El entrenamiento avanzado para perros exploradores comenzaba con el perro agarrado por una cadena fija a un poste o una pared, y con su entrenador al lado. Un extraño se acercaba de manera amenazante, a lo que el guía le decía "Mira a ver" o "ve". En cuanto el perro mostraba agresividad hacia el extraño, éste huía y el perro era premiado.
A medida que el entrenamiento avanzaba, la cadena del poste o la pared pasó a manos del guía, y de mostrar agresividad se pasó al ataque directo, primero en el campo de entrenamiento y luego en las propias selvas. Al final, cuando su guía le decía la "palabra mágica", fuera cual fuera, el perro siempre estaba alerta con el fin de descubrir al enemigo.
La forma de llamar la atención del guía eran diversas, como adoptar una pose estática en la dirección del enemigo, ponerse agresivo o, simplemente, tumbarse. Sea como fuere, el guía aprendía a "leer" dichas reacciones durante el entrenamiento.

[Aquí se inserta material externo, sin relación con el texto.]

//! API Routes
//!
//! Configures the Axum router with the tool and health endpoints.

use axum::{
    routing::{get, post},
    Router,
};
use tower_http::{
    cors::{Any, CorsLayer},
    trace::TraceLayer,
};

use super::handlers::{call_tool_handler, health_handler, list_tools_handler, AppState};

/// Creates the main router with all endpoints configured.
///
/// # Endpoints
/// - `GET /tools` - List tools with their input schemas
/// - `POST /tools/:name` - Invoke a tool with a JSON argument object
/// - `GET /health` - Health report (503 when the database is down)
pub fn create_router(state: AppState) -> Router {
    let cors = CorsLayer::new()
        .allow_origin(Any)
        .allow_methods(Any)
        .allow_headers(Any);

    Router::new()
        .route("/tools", get(list_tools_handler))
        .route("/tools/:name", post(call_tool_handler))
        .route("/health", get(health_handler))
        .layer(cors)
        .layer(TraceLayer::new_for_http())
        .with_state(state)
}
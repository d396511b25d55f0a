//! Cache Entry Module
//!
//! A single stored value together with its expiry deadline.

use std::time::Duration;

use tokio::time::Instant;

// == Cache Entry ==
/// Represents a single cache entry with value and expiry metadata.
///
/// Deadlines use `tokio::time::Instant` so expiry follows the runtime clock,
/// which tests can pause and advance.
#[derive(Debug, Clone)]
pub struct CacheEntry {
    /// The serialized value
    pub value: String,
    /// When the entry was written
    pub created_at: Instant,
    /// Expiration deadline, None = no expiration
    pub expires_at: Option<Instant>,
}

impl CacheEntry {
    // == Constructor ==
    /// Creates a new cache entry expiring `ttl_seconds` from now.
    ///
    /// A TTL too large for the clock to represent means no expiration.
    pub fn new(value: String, ttl_seconds: Option<u64>) -> Self {
        let now = Instant::now();
        Self {
            value,
            created_at: now,
            expires_at: ttl_seconds.and_then(|ttl| now.checked_add(Duration::from_secs(ttl))),
        }
    }

    // == Is Expired ==
    /// An entry is expired once the current time reaches its deadline.
    pub fn is_expired(&self) -> bool {
        self.is_expired_at(Instant::now())
    }

    pub(crate) fn is_expired_at(&self, now: Instant) -> bool {
        matches!(self.expires_at, Some(deadline) if now >= deadline)
    }

    // == Time To Live ==
    /// Remaining lifetime, or None if the entry never expires.
    ///
    /// Saturates at zero once the deadline has passed.
    pub fn remaining(&self) -> Option<Duration> {
        let now = Instant::now();
        self.expires_at
            .map(|deadline| deadline.saturating_duration_since(now))
    }

    /// Remaining lifetime in whole seconds, rounded to the nearest second.
    pub fn ttl_remaining(&self) -> Option<u64> {
        self.remaining()
            .map(|left| (left.as_millis() as u64 + 500) / 1000)
    }
}
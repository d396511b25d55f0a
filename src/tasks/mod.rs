//! Background Tasks Module
//!
//! # Tasks
//! - Expiry sweep: removes expired cache entries at configured intervals

mod expiry;

pub use expiry::spawn_expiry_task;
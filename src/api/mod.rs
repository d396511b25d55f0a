//! API Module
//!
//! HTTP adapter exposing the weather tools.
//!
//! # Endpoints
//! - `GET /tools` - Tool listing
//! - `POST /tools/:name` - Tool invocation
//! - `GET /health` - Health check endpoint

pub mod handlers;
pub mod routes;
pub mod tools;

pub use handlers::AppState;
pub use routes::create_router;
pub use tools::{tool_descriptors, ToolName};
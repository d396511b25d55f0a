//! Expiry sweep
//!
//! Expired entries are already unreadable; the sweep reclaims their memory
//! so they stop counting against capacity.

use std::time::Duration;

use tokio::task::JoinHandle;
use tokio::time::MissedTickBehavior;
use tracing::{debug, info};

use crate::cache::MemoryCache;

/// Spawns a task that purges expired entries every `interval_secs` seconds.
///
/// Runs until the returned handle is aborted. An interval of 0 is treated
/// as 1 second.
pub fn spawn_expiry_task(cache: MemoryCache, interval_secs: u64) -> JoinHandle<()> {
    let period = Duration::from_secs(interval_secs.max(1));

    tokio::spawn(async move {
        info!(interval_secs = period.as_secs(), "cache expiry sweep started");

        let mut ticker = tokio::time::interval(period);
        ticker.set_missed_tick_behavior(MissedTickBehavior::Delay);
        // The first tick completes immediately.
        ticker.tick().await;

        loop {
            ticker.tick().await;

            let removed = cache.purge_expired().await;
            if removed > 0 {
                info!(removed, "expired cache entries purged");
            } else {
                debug!("expiry sweep found nothing to purge");
            }
        }
    })
}
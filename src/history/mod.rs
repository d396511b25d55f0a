//! History Module
//!
//! Append-only record of observed weather samples, queryable per city.

mod memory;
mod sqlite;

use async_trait::async_trait;
use chrono::{DateTime, Utc};
use serde::{Deserialize, Serialize};

use crate::error::PersistenceError;
use crate::weather::WeatherSample;

pub use memory::MemoryHistoryStore;
pub use sqlite::SqliteHistoryStore;

/// Default number of records returned by a history query
pub const DEFAULT_HISTORY_LIMIT: u32 = 10;
/// Largest number of records a history query may ask for
pub const MAX_HISTORY_LIMIT: u32 = 100;

/// A stored sample with its store-assigned id and capture time.
#[derive(Debug, Clone, PartialEq, Serialize, Deserialize)]
pub struct HistoryRecord {
    pub id: i64,
    #[serde(flatten)]
    pub sample: WeatherSample,
    pub captured_at: DateTime<Utc>,
}

/// Durable store of weather samples.
#[async_trait]
pub trait HistoryStore: Send + Sync {
    /// Appends a sample and returns the stored record.
    async fn save_sample(&self, sample: &WeatherSample) -> Result<HistoryRecord, PersistenceError>;

    /// Most recent records for `city`, newest first, at most `limit`.
    ///
    /// Cities match on their normalized form, the same one cache keys use.
    async fn get_history(&self, city: &str, limit: u32) -> Result<Vec<HistoryRecord>, PersistenceError>;

    async fn health_check(&self) -> bool;
}
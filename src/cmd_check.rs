use std::io::Write;

use anyhow::Result;
use camino::Utf8Path;
use clap::{ArgGroup, Args};

use crate::check::{self, Audit, Finding};
use crate::db::Database;
use crate::lock::DbLock;

#[derive(Args)]
#[command(group(ArgGroup::new("audit").required(true)))]
pub struct CheckArgs {
    /// Alternate installation root
    #[arg(short = 'r', long = "root", value_name = "PATH", default_value = "/")]
    root: String,

    /// Audit symlinks
    #[arg(short = 'l', long = "links", group = "audit")]
    links: bool,

    /// Audit disappeared files
    #[arg(short = 'd', long = "disappeared", group = "audit")]
    disappeared: bool,

    /// Run every audit
    #[arg(short = 'a', long = "all", group = "audit")]
    all: bool,

    /// Packages to audit (default: every installed package)
    #[arg(value_name = "PKGNAME")]
    packages: Vec<String>,
}

pub fn run(args: &CheckArgs, verbosity: u8) -> Result<()> {
    let _lock = DbLock::shared(Utf8Path::new(&args.root))?;
    let db = Database::open(&args.root)?;

    let audit = match (args.links, args.disappeared, args.all) {
        (true, _, _) => Audit::Links,
        (_, true, _) => Audit::Missing,
        _ => Audit::All,
    };
    let findings = check::run(&db, &args.packages, audit)?;

    let stdout = std::io::stdout();
    let mut out = stdout.lock();
    for finding in &findings {
        match finding {
            Finding::BrokenLink {
                package,
                path,
                target,
            } => writeln!(out, "{package}: broken link {path} -> {target}")?,
            Finding::ForeignLink {
                package,
                path,
                target,
                owners,
            } => {
                writeln!(out, "{package}: {path} -> {target} leaves the package")?;
                if verbosity > 0 {
                    for owner in owners {
                        writeln!(out, "  owned by {owner}")?;
                    }
                }
            }
            Finding::Missing {
                package,
                path,
                claimants,
            } => {
                writeln!(out, "{package}: missing {path}")?;
                if verbosity > 0 {
                    for claimant in claimants {
                        writeln!(out, "  claimed by {claimant}")?;
                    }
                }
            }
        }
    }
    Ok(())
}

Los perros mensajeros no tenían sólo un guía, sino dos. Fueron entrenados teniendo a uno de los guías alejado unos pocos metros, mientras que el otro guía, a continuación, ponía el mensaje a enviar en el collar del perro y le ordenaba "informar". El primer guía llamaba al perro y, cuando el compañero animal le daba el mensaje, éste era premiado. Gradualmente se aumentó la distancia entre los guías y el perro hasta que el primero estaba fuera de la vista.
Por último, el perro mensajero tendría que viajar varios kilómetros entre un guía y otro. Así, con esta forma de comunicación se podría establecer un enlace entre las patrullas o los puestos avanzados con el cuartel de mando.
Durante su entrenamiento, tanto el guía como el perro, ya fuera explorador o mensajero, fueron regularmente sometidos a fuego real, tanto de armas de mano como de calibres mucho más grandes, así como explosiones.